-- Exercise data follows --

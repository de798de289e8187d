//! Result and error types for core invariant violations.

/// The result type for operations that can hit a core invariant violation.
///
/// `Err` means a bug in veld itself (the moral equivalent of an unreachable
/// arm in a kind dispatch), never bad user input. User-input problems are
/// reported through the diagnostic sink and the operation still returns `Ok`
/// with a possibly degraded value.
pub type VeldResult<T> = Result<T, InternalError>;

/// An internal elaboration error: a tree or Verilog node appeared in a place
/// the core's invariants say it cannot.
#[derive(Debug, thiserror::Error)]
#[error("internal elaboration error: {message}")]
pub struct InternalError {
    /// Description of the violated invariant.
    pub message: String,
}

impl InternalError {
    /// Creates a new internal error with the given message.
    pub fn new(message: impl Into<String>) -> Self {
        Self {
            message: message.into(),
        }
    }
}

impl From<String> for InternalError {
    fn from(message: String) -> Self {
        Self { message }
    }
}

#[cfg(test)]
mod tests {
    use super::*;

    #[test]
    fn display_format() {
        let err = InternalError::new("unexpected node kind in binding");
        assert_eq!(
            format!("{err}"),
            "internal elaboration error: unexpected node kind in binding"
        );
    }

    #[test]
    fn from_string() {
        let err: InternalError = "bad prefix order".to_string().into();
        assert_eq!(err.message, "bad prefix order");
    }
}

-- Exercise data concluded --
-- Exercise data follows --

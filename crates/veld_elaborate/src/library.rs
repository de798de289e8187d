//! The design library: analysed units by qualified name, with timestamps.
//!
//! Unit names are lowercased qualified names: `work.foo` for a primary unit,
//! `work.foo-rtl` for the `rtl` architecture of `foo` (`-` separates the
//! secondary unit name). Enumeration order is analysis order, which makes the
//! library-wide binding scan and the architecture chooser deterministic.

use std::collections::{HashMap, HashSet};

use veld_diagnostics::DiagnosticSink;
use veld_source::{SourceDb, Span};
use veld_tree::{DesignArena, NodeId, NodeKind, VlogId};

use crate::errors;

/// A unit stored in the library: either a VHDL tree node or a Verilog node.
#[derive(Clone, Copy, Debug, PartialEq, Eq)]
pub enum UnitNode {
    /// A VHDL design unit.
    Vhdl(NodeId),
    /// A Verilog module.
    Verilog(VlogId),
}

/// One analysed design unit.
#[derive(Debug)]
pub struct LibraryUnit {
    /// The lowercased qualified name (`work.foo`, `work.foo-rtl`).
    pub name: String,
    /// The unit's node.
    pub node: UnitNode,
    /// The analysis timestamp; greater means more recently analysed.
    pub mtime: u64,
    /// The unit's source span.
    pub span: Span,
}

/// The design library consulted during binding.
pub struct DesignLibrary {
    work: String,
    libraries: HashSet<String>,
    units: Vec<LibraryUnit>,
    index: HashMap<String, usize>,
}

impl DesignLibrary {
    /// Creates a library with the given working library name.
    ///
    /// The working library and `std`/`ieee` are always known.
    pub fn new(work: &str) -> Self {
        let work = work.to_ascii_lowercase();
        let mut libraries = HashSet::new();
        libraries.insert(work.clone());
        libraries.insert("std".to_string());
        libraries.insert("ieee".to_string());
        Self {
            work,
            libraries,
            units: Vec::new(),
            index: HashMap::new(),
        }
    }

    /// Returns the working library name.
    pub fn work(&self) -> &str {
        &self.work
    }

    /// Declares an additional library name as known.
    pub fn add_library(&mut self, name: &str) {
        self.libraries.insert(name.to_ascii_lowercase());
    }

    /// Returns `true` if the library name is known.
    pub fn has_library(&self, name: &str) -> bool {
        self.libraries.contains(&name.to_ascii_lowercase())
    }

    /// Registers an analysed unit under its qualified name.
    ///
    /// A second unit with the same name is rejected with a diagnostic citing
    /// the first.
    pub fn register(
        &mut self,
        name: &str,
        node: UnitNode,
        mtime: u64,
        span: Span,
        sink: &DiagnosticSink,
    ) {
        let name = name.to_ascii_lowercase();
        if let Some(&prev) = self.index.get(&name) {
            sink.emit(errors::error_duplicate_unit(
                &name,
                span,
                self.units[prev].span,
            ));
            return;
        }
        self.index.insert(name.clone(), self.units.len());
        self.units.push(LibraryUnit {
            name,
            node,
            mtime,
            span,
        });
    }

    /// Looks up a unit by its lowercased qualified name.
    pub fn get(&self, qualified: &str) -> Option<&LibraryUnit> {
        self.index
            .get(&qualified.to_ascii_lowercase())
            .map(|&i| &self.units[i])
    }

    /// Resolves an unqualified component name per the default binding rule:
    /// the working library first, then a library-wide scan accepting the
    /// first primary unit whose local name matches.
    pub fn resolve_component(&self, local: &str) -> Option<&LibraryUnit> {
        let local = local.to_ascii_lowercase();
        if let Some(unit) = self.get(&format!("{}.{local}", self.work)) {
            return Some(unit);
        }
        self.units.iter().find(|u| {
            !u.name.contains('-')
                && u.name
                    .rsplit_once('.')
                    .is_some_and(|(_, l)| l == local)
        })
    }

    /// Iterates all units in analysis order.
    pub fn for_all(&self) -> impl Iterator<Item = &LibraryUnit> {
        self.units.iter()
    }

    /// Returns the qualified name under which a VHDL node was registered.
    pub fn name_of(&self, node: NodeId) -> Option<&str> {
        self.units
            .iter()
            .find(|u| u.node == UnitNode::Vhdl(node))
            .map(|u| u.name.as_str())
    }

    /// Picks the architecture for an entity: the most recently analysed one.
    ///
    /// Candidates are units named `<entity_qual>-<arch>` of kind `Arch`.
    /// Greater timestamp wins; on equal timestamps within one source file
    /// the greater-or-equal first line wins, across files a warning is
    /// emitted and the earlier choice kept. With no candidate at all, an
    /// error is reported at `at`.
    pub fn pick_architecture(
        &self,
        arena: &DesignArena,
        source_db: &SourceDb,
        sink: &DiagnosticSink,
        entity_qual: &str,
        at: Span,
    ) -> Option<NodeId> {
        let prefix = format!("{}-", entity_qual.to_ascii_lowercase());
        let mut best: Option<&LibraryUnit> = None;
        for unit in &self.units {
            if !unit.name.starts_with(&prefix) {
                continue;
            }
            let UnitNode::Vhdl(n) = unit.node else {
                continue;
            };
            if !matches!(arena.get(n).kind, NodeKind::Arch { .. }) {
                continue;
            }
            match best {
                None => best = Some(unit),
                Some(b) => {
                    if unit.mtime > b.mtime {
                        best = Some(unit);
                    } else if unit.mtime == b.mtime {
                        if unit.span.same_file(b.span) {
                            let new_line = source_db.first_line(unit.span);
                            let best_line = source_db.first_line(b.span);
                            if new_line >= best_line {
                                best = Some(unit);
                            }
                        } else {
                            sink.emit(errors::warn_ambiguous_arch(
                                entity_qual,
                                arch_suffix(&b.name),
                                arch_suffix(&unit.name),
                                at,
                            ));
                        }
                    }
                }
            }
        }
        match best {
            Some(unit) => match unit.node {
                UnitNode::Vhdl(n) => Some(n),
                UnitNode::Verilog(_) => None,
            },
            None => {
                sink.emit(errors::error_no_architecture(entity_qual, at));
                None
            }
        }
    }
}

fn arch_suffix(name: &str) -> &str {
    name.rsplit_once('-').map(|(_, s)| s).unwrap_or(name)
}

-- Exercise data concluded --

• **What you need to do**
Lines with the word "unexpected" in the data need counting; report the count alone.

• **Written solution**
2